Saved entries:
----------------

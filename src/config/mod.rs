//! Application configuration.
//!
//! One `Config` struct covering the store client, repositories,
//! subscriptions and reconnect backoff. Loaded from YAML files and
//! `TESSERA__`-prefixed environment variables.

use std::time::Duration;

use serde::Deserialize;

use crate::client::PersistentSettings;
use crate::repository::DeleteMode;
use crate::subscription::DEFAULT_BUFFER_SIZE;

/// Default configuration file name.
pub const DEFAULT_CONFIG_FILE: &str = "config.yaml";
/// Environment variable for configuration file path.
pub const CONFIG_ENV_VAR: &str = "TESSERA_CONFIG";
/// Prefix for configuration environment variables.
pub const CONFIG_ENV_PREFIX: &str = "TESSERA";
/// Environment variable for logging configuration.
pub const LOG_ENV_VAR: &str = "TESSERA_LOG";

/// Default soft-delete method name.
pub const DEFAULT_SOFT_DELETE_METHOD: &str = "mark_as_deleted";

/// Smallest accepted persistent message timeout.
pub const MIN_MESSAGE_TIMEOUT_SECS: u64 = 10;

/// Errors raised while loading or validating configuration.
#[derive(Debug, thiserror::Error)]
pub enum ConfigError {
    #[error("Failed to load config: {0}")]
    Load(#[from] ::config::ConfigError),

    #[error("Invalid config: {0}")]
    Invalid(String),
}

/// Main application configuration.
#[derive(Debug, Clone, Default, Deserialize)]
#[serde(default)]
pub struct Config {
    pub store: StoreConfig,
    pub repository: RepositoryConfig,
    pub subscription: SubscriptionConfig,
    pub retry: RetryConfig,
}

/// Which store client to build.
#[derive(Debug, Clone, Deserialize)]
#[serde(default)]
pub struct StoreConfig {
    /// Client type: `memory` or `eventstoredb`.
    pub store_type: String,
    /// EventStoreDB-specific configuration.
    pub eventstoredb: EventStoreDbConfig,
}

impl Default for StoreConfig {
    fn default() -> Self {
        Self {
            store_type: "memory".to_string(),
            eventstoredb: EventStoreDbConfig::default(),
        }
    }
}

/// EventStoreDB-specific configuration.
#[derive(Debug, Clone, Deserialize)]
#[serde(default)]
pub struct EventStoreDbConfig {
    /// EventStoreDB connection string.
    pub connection_string: String,
}

impl Default for EventStoreDbConfig {
    fn default() -> Self {
        Self {
            connection_string: "esdb://localhost:2113?tls=false".to_string(),
        }
    }
}

/// Per-repository settings, supplied at construction.
#[derive(Debug, Clone, Deserialize)]
#[serde(default)]
pub struct RepositoryConfig {
    /// Stream category; defaults to the aggregate's type name.
    pub category: Option<String>,
    pub delete_mode: DeleteMode,
    /// Name of the soft-delete operation the aggregate must provide.
    pub soft_delete_method: String,
}

impl Default for RepositoryConfig {
    fn default() -> Self {
        Self {
            category: None,
            delete_mode: DeleteMode::default(),
            soft_delete_method: DEFAULT_SOFT_DELETE_METHOD.to_string(),
        }
    }
}

/// Subscription and consumer group settings.
#[derive(Debug, Clone, Deserialize)]
#[serde(default)]
pub struct SubscriptionConfig {
    pub consumer_group: Option<String>,
    pub min_checkpoint_count: u32,
    pub max_checkpoint_count: u32,
    pub message_timeout_secs: u64,
    pub max_retry_count: u32,
    pub buffer_size: usize,
}

impl Default for SubscriptionConfig {
    fn default() -> Self {
        let settings = PersistentSettings::default();
        Self {
            consumer_group: None,
            min_checkpoint_count: settings.min_checkpoint_count,
            max_checkpoint_count: settings.max_checkpoint_count,
            message_timeout_secs: settings.message_timeout.as_secs(),
            max_retry_count: settings.max_retry_count,
            buffer_size: DEFAULT_BUFFER_SIZE,
        }
    }
}

impl SubscriptionConfig {
    pub fn persistent_settings(&self) -> PersistentSettings {
        PersistentSettings {
            start_from: 0,
            min_checkpoint_count: self.min_checkpoint_count,
            max_checkpoint_count: self.max_checkpoint_count,
            message_timeout: Duration::from_secs(self.message_timeout_secs),
            max_retry_count: self.max_retry_count,
        }
    }
}

/// Reconnect backoff for subscriptions.
#[derive(Debug, Clone, PartialEq, Eq, Deserialize)]
#[serde(default)]
pub struct RetryConfig {
    pub min_delay_ms: u64,
    pub max_delay_ms: u64,
    /// Consecutive failed attempts before a subscription gives up.
    pub max_times: usize,
}

impl Default for RetryConfig {
    fn default() -> Self {
        Self {
            min_delay_ms: 100,
            max_delay_ms: 5_000,
            max_times: 30,
        }
    }
}

impl Config {
    /// Load configuration from file and environment.
    ///
    /// Configuration sources (in order of priority, later overrides earlier):
    /// 1. `config.yaml` in current directory (if exists)
    /// 2. File specified by `path` argument (if provided)
    /// 3. File specified by `CONFIG_ENV_VAR` environment variable (if set)
    /// 4. Environment variables with `CONFIG_ENV_PREFIX` prefix
    pub fn load(path: Option<&str>) -> Result<Self, ConfigError> {
        use ::config::{Config as ConfigLib, Environment, File, FileFormat};

        let mut builder = ConfigLib::builder()
            .add_source(File::new(DEFAULT_CONFIG_FILE, FileFormat::Yaml).required(false));

        if let Some(config_path) = path {
            builder = builder.add_source(File::new(config_path, FileFormat::Yaml).required(true));
        }

        if let Ok(config_path) = std::env::var(CONFIG_ENV_VAR) {
            builder = builder.add_source(File::new(&config_path, FileFormat::Yaml).required(true));
        }

        let config = builder
            .add_source(
                Environment::with_prefix(CONFIG_ENV_PREFIX)
                    .separator("__")
                    .try_parsing(true),
            )
            .build()?;

        let config: Config = config.try_deserialize()?;
        config.validate()?;
        Ok(config)
    }

    /// Reject settings that break the ack protocol.
    ///
    /// Checkpoint batching must be exactly one: batched acks that were queued
    /// but never flushed are indistinguishable from lost deliveries.
    pub fn validate(&self) -> Result<(), ConfigError> {
        let sub = &self.subscription;
        if sub.min_checkpoint_count != 1 || sub.max_checkpoint_count != 1 {
            return Err(ConfigError::Invalid(format!(
                "checkpoint counts must be 1 (got min {}, max {})",
                sub.min_checkpoint_count, sub.max_checkpoint_count
            )));
        }
        if sub.message_timeout_secs < MIN_MESSAGE_TIMEOUT_SECS {
            return Err(ConfigError::Invalid(format!(
                "message_timeout_secs must be at least {MIN_MESSAGE_TIMEOUT_SECS} (got {})",
                sub.message_timeout_secs
            )));
        }
        if sub.buffer_size == 0 {
            return Err(ConfigError::Invalid("buffer_size must be positive".to_string()));
        }
        if self.repository.delete_mode == DeleteMode::Soft
            && self.repository.soft_delete_method.trim().is_empty()
        {
            return Err(ConfigError::Invalid(
                "soft delete requires soft_delete_method".to_string(),
            ));
        }
        if self.retry.min_delay_ms > self.retry.max_delay_ms {
            return Err(ConfigError::Invalid(
                "retry min_delay_ms exceeds max_delay_ms".to_string(),
            ));
        }
        Ok(())
    }
}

----------------

* Aim of the exercise *
Filter the records for lines containing the word "subscriptions" and copy each one.

* Response below *
//! subscriptions and reconnect backoff. Loaded from YAML files and
/// Reconnect backoff for subscriptions.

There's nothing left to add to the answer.